(Collected data)
____________________
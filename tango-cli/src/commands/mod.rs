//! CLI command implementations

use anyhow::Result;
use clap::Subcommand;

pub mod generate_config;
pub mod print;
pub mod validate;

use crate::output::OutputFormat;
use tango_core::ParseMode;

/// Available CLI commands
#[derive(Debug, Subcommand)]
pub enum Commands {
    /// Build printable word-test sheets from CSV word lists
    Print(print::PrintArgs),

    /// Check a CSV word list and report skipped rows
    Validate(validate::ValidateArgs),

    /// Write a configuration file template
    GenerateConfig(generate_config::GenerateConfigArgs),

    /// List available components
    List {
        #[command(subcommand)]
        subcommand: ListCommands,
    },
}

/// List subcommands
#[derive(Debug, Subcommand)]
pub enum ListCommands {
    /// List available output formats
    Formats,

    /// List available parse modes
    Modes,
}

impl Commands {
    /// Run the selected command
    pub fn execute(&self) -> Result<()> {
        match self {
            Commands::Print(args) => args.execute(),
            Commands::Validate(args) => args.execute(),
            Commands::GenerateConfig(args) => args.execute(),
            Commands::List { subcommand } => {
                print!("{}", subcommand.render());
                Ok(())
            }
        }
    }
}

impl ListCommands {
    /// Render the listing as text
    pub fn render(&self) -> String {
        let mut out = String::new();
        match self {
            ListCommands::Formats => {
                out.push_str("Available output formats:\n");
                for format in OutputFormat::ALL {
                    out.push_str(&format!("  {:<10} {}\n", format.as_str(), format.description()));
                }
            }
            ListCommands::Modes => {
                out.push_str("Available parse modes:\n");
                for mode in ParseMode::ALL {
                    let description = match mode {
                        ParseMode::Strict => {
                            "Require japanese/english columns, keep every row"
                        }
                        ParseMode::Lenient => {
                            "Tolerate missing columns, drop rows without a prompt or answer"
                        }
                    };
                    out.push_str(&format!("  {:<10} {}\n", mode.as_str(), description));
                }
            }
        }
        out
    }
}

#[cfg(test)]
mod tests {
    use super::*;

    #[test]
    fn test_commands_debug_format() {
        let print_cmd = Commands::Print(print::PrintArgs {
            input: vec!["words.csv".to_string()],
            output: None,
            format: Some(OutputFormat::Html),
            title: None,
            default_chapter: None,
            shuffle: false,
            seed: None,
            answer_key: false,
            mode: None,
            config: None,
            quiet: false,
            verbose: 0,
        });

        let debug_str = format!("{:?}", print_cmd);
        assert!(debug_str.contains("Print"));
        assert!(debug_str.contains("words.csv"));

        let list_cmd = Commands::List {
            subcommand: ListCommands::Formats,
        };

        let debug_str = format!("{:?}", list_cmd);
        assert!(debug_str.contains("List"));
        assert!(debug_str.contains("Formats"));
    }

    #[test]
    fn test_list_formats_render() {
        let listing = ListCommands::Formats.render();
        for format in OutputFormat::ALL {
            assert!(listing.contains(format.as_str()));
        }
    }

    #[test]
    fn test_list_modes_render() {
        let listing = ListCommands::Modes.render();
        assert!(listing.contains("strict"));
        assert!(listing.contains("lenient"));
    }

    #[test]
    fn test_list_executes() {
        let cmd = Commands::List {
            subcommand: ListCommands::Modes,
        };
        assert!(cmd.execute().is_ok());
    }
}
____________________
§ **INSTRUCTIONS TO FOLLOW**
Each line of the entries where the string "None" occurs should be shown.

§ **EXERCISE RESPONSE**
            output: None,
            title: None,
            default_chapter: None,
            seed: None,
            mode: None,
            config: None,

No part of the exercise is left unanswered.